As the problems and crises mounted up, many of us “quit.” But that doesn’t work, because abstinence is not recovery. In fact, when all I did was “quit,” I thought that was worse than using, because I had nothing to “numb” that horrible feeling that seemed to follow me everywhere I went.
But when I engaged myself in that nebulous thing they called recovery (support groups, sponsors, aftercare, etc.,) then I got the payback! For the first time in my life, without alcohol or other drugs,
I felt exactly the way I always wanted to feel. Then, recovery becomes easier. Why would I not do this? This is the greatest thing that’s every happened to me!
The tricky part is getting from “A” when there are problems or crisis, to “B” when many of us say “I really like this.” It’s tricky because most of us have to engage in the recovery process without reservation before we reap the benefits. But what benefits there are!
Several years ago, I was reading a newsmagazine about “The Science of Happiness.” Why are some people happier than others? While scientists are still studying this dilemma, they listed 10 things that appear to be common in people who are very happy. Most of the items were right out of the support systems many Chemically Dependent individuals follow in order to keep sober!
These included close groups of friends that we meet with on a regular basis, a sense of humor, a concept of some Higher Power, and helping others. I’m sure these concepts sound very familiar to many who are engaged in some of the Self-Help Groups.

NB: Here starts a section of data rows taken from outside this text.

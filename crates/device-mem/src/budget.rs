// Copyright (c) 2025 Dimitris Kafetzis
//
// Licensed under the MIT License.
// See LICENSE file in the project root for full license information.
//
// SPDX-License-Identifier: MIT

//! Device memory capacity configuration and parsing.
//!
//! A [`DeviceBudget`] is the hard ceiling a [`crate::HostAllocator`] hands
//! out against. It supports human-readable string parsing for config and
//! CLI ergonomics.

use std::fmt;

use crate::MemError;

/// A hard ceiling on device-visible memory.
///
/// # Parsing
/// Supports human-readable strings with SI-style suffixes:
/// - `"64M"` or `"64MB"` → 64 × 1024² bytes
/// - `"1G"` or `"1GB"` → 1 × 1024³ bytes
/// - `"512K"` or `"512KB"` → 512 × 1024 bytes
/// - `"4194304"` → raw byte count
///
/// # Examples
/// ```
/// use device_mem::DeviceBudget;
///
/// let b = DeviceBudget::parse("64M").unwrap();
/// assert_eq!(b.as_bytes(), 64 * 1024 * 1024);
/// ```
#[derive(Debug, Clone, Copy, PartialEq, Eq, serde::Serialize, serde::Deserialize)]
pub struct DeviceBudget {
    /// Capacity in bytes.
    bytes: usize,
}

impl DeviceBudget {
    /// Creates a budget from a byte count.
    pub fn from_bytes(bytes: usize) -> Self {
        Self { bytes }
    }

    /// Creates a budget from megabytes.
    pub fn from_mb(mb: usize) -> Self {
        Self {
            bytes: mb * 1024 * 1024,
        }
    }

    /// Returns the capacity in bytes.
    pub fn as_bytes(&self) -> usize {
        self.bytes
    }

    /// Parses a human-readable capacity string.
    ///
    /// Accepted formats: `"64M"`, `"64MB"`, `"1G"`, `"1GB"`, `"512K"`,
    /// `"512KB"`, or a plain byte count. Case-insensitive.
    pub fn parse(s: &str) -> Result<Self, MemError> {
        let s = s.trim();
        if s.is_empty() {
            return Err(MemError::InvalidCapacity(s.to_string()));
        }

        let upper = s.to_uppercase();
        let (num_str, multiplier) = if upper.ends_with("GB") {
            (&s[..s.len() - 2], 1024 * 1024 * 1024)
        } else if upper.ends_with('G') {
            (&s[..s.len() - 1], 1024 * 1024 * 1024)
        } else if upper.ends_with("MB") {
            (&s[..s.len() - 2], 1024 * 1024)
        } else if upper.ends_with('M') {
            (&s[..s.len() - 1], 1024 * 1024)
        } else if upper.ends_with("KB") {
            (&s[..s.len() - 2], 1024)
        } else if upper.ends_with('K') {
            (&s[..s.len() - 1], 1024)
        } else if upper.ends_with('B') {
            (&s[..s.len() - 1], 1)
        } else {
            (s, 1)
        };

        let value: usize = num_str
            .trim()
            .parse()
            .map_err(|_| MemError::InvalidCapacity(s.to_string()))?;

        let bytes = value
            .checked_mul(multiplier)
            .ok_or_else(|| MemError::InvalidCapacity(s.to_string()))?;

        if bytes == 0 {
            return Err(MemError::InvalidCapacity(s.to_string()));
        }

        Ok(Self { bytes })
    }
}

impl fmt::Display for DeviceBudget {
    fn fmt(&self, f: &mut fmt::Formatter<'_>) -> fmt::Result {
        if self.bytes >= 1024 * 1024 * 1024 && self.bytes % (1024 * 1024 * 1024) == 0 {
            write!(f, "{} GB", self.bytes / (1024 * 1024 * 1024))
        } else if self.bytes >= 1024 * 1024 && self.bytes % (1024 * 1024) == 0 {
            write!(f, "{} MB", self.bytes / (1024 * 1024))
        } else if self.bytes >= 1024 && self.bytes % 1024 == 0 {
            write!(f, "{} KB", self.bytes / 1024)
        } else {
            write!(f, "{} B", self.bytes)
        }
    }
}

#[cfg(test)]
mod tests {
    use super::*;

    #[test]
    fn test_parse_suffixes() {
        assert_eq!(DeviceBudget::parse("64M").unwrap().as_bytes(), 64 << 20);
        assert_eq!(DeviceBudget::parse("64mb").unwrap().as_bytes(), 64 << 20);
        assert_eq!(DeviceBudget::parse("1G").unwrap().as_bytes(), 1 << 30);
        assert_eq!(DeviceBudget::parse("512K").unwrap().as_bytes(), 512 << 10);
        assert_eq!(DeviceBudget::parse("4096").unwrap().as_bytes(), 4096);
    }

    #[test]
    fn test_parse_with_whitespace() {
        assert_eq!(DeviceBudget::parse("  8M  ").unwrap().as_bytes(), 8 << 20);
    }

    #[test]
    fn test_parse_invalid() {
        assert!(DeviceBudget::parse("").is_err());
        assert!(DeviceBudget::parse("lots").is_err());
        assert!(DeviceBudget::parse("0M").is_err());
    }

    #[test]
    fn test_display() {
        assert_eq!(format!("{}", DeviceBudget::from_mb(64)), "64 MB");
        assert_eq!(format!("{}", DeviceBudget::from_bytes(2048)), "2 KB");
        assert_eq!(format!("{}", DeviceBudget::from_bytes(100)), "100 B");
    }

    #[test]
    fn test_serde_roundtrip() {
        let b = DeviceBudget::from_mb(16);
        let json = serde_json::to_string(&b).unwrap();
        let back: DeviceBudget = serde_json::from_str(&json).unwrap();
        assert_eq!(b, back);
    }
}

My dearest friends in the world are my fellow addicts and alcoholics. These people listen to me and love me, with no ulterior motive, and try to help me (whether I want it or not,) warts and all. In addition, these same people are relying on me to try to help them. It seems to me that when you have a few people in your life like that, it’s pretty easy to stay sober!
My recovering friends and I like to do fun things a few times a year. We have taken to calling it the “Men’s Weekend” because “Retreat” would be too strong of a word! It might be houseboats in Tennessee, a camp in the Thumb or cottages up North. We eat, fish, golf, sit around a campfire, go to local support meetings, everything but drink and drug, and do we ever have fun!
For several years, we used to say that the events were open to “men in recovery.” Then, several years ago, something unusual happened.
My brother-in-law, a non-alcoholic, was asking about one of our outings he heard me discussing and asked if you had to be an alcoholic to attend. I was somewhat taken aback and said I didn’t know for sure, but asked him why he would want to attend.
I’ll never forget his response. He told me he had over the years met many of my recovering friends and enjoyed their company immensely, and in fact, said some of the most fun times he had were when he was doing things with them!
When someone who isn’t alcoholic or drug addicted looks at what I’m doing to save my life, and says, “That looks like fun, can I come too?” I’m pretty certain I’m doing the right thing! We now refer to the Men’s Weekend as being open to men in recovery, or men who enjoy the company of men in recovery.

So you see: Recovery can indeed be rewarding and fun. And to think this alcoholic/addict “accidently” backed his way into it, because nothing else was working in my life. Why, you’d think there might have been some Higher Power overseeing it all along!